Big tech and business are warring with digital and civil rights groups over the need to introduce a right of direct action for data breaches as part of the sweeping review of Australia’s privacy laws.
The Attorney-General’s Department is conducting a sweeping review of the Privacy Act on the back of the Australian Competition and Consumer Commission’s (ACCC) digital platforms inquiry, which recommended a number of legislative changes.
A key issue the inquiry is looking at is whether a direct right for individuals to bring actions or class actions before the courts to seek compensation for breaches under the Privacy Act should be introduced.
Presently there is a very limited ability for Australians to seek redress for a privacy breach by a company subject to the Privacy Act, through an injunction or a complaint to the Office of the Australian Information Commissioner (OAIC).
In its final report, the ACCC called on the government to introduce a right of action in the Federal Court or Federal Circuit Court to seek compensatory damages and aggravated and exemplary damages for financial and non-financial harm as a result of an infringement of the Privacy Act.
“This would give consumers greater control over their personal information by providing an avenue of redress in court without having to rely on the OAIC alone to take representative action,” the ACCC said in its digital platforms report.
“This ability will not only empower consumers but may also provide an additional incentive for Australian Privacy Principles entities to ensure they comply with their obligations under the Privacy Act and the APPs.”
Instead of accepting this recommendation, the federal government opted to consult further on the direct right of action as part of the wider review of the Privacy Act.
A number of civil and digital rights groups and legal organisations offered strong support for this policy in submissions to the inquiry, while big tech firms and other large businesses unsurprisingly railed against it, instead arguing that the OAIC should be handed a more prominent role in enforcing the Privacy Act.
But the opposing side argued that the right of action would complement the OAIC’s enforcement role and is critical to ensuring the privacy of Australians is upheld.
In its submission, Australian tech giant Atlassian said a direct right of action is unnecessary and may “magnify rather than mitigate any concerns about the costs and time for individuals seeking resolutions through the complaints process”.
“It is difficult to see why the introduction of a direct right of action for individuals to seek compensation for breaches of the Privacy Act is necessary or, indeed, is the most appropriate way to meet these objectives,” the Atlassian submission said.

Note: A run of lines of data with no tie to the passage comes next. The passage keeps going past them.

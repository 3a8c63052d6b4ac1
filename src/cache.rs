use crate::error::{LedgerError, Result};
use crate::schema::BuildingSnapshot;
use log::warn;
use serde::{Deserialize, Serialize};
use std::collections::HashMap;
use std::sync::{Mutex, MutexGuard};
use std::time::Duration;

/// A snapshot together with the time it was stored.
#[derive(Debug, Clone, PartialEq, Serialize, Deserialize)]
pub struct CachedSnapshot {
    pub data: BuildingSnapshot,
    #[serde(rename = "timestamp")]
    pub timestamp_millis: i64,
}

impl CachedSnapshot {
    pub fn new(data: BuildingSnapshot, timestamp_millis: i64) -> Self {
        Self {
            data,
            timestamp_millis,
        }
    }

    pub fn is_fresh(&self, now_millis: i64, ttl: Duration) -> bool {
        let ttl_millis = i64::try_from(ttl.as_millis()).unwrap_or(i64::MAX);
        now_millis.saturating_sub(self.timestamp_millis) < ttl_millis
    }
}

/// Storage for the last normalized snapshot. Reads happen before a fetch,
/// writes only after a fully successful one.
pub trait SnapshotCache {
    fn get(&self, key: &str) -> Option<CachedSnapshot>;
    fn set(&self, key: &str, snapshot: &CachedSnapshot) -> Result<()>;
}

/// Keeps snapshots as serialized JSON text, so a hit goes through the same
/// serialization a persistent store would.
#[derive(Debug, Default)]
pub struct MemoryCache {
    entries: Mutex<HashMap<String, String>>,
}

impl MemoryCache {
    pub fn new() -> Self {
        Self::default()
    }

    pub fn clear(&self) {
        match self.lock() {
            Ok(mut entries) => entries.clear(),
            Err(e) => warn!("Could not clear snapshot cache: {}", e),
        }
    }

    fn lock(&self) -> Result<MutexGuard<'_, HashMap<String, String>>> {
        self.entries
            .lock()
            .map_err(|_| LedgerError::Cache("snapshot cache lock poisoned".to_string()))
    }
}

impl SnapshotCache for MemoryCache {
    fn get(&self, key: &str) -> Option<CachedSnapshot> {
        let entries = match self.lock() {
            Ok(entries) => entries,
            Err(e) => {
                warn!("Treating cache entry '{}' as missing: {}", key, e);
                return None;
            }
        };
        let raw = entries.get(key)?;
        match serde_json::from_str(raw) {
            Ok(snapshot) => Some(snapshot),
            Err(e) => {
                warn!("Discarding unreadable cache entry '{}': {}", key, e);
                None
            }
        }
    }

    fn set(&self, key: &str, snapshot: &CachedSnapshot) -> Result<()> {
        let raw = serde_json::to_string(snapshot)?;
        self.lock()?.insert(key.to_string(), raw);
        Ok(())
    }
}

/// Never stores anything; every read is a miss.
#[derive(Debug, Default, Clone, Copy)]
pub struct NoCache;

impl SnapshotCache for NoCache {
    fn get(&self, _key: &str) -> Option<CachedSnapshot> {
        None
    }

    fn set(&self, _key: &str, _snapshot: &CachedSnapshot) -> Result<()> {
        Ok(())
    }
}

“We strongly believe that efforts are better redirected towards improving the efficiency and effectiveness of existing enforcement mechanisms, including by supporting the OAIC to increase its complaint-handling workload and considering other mechanisms to facilitate certainty and consistency of entities’ compliance obligations.”
US tech firm Adobe also argued against a direct right of action in its submission to the Australian inquiry, saying it would only benefit those who could afford to take legal action.
“The cost of undertaking litigation is very high, which means that providing a direct right of action will generally benefit only a very few Australians who have sufficient resources to take such action,” the Adobe submission said.
“Adobe submits that providing greater powers to the OAIC to assist in the resolution of privacy-related complaints is a more effective means by which to empower individuals to exercise control over their personal information.
“If the OAIC had enhanced powers and the necessary resources to conduct investigations, and provide adequate remedies, this would truly empower individuals who would be able to easily and quickly take action to address privacy harms.”
Tech titan Google also said that the OAIC’s dispute resolution is “preferable to creating a direct right of action”.
“If the government is considering introducing a direct right of action, we suggest that a precondition to any direct action is an attempt to resolve a dispute through conciliation by the OAIC or some other administrative body,” Google said in its submission.
Media giant Nine also argued against the ACCC’s recommendation.
“The main beneficiaries of having those claims in the courts instead of the OAIC will be lawyers, as many people will choose to be represented. Lawyers will have incentives to increase the quantum and frequency of claims,” the Nine submission said.
“Those individuals will fare better, and the system will fare better, if their concerns continue to be handled by the professional team which has done so effectively for nearly 20 years at the OAIC. That team should be well funded. It is much better for the current system to be supported than to disrupt it in the way proposed.”
While also strongly supportive of the OAIC receiving additional funding and resources, several other submissions argued that the direct right of action could work in tandem with the privacy office to uphold the rights of Australians.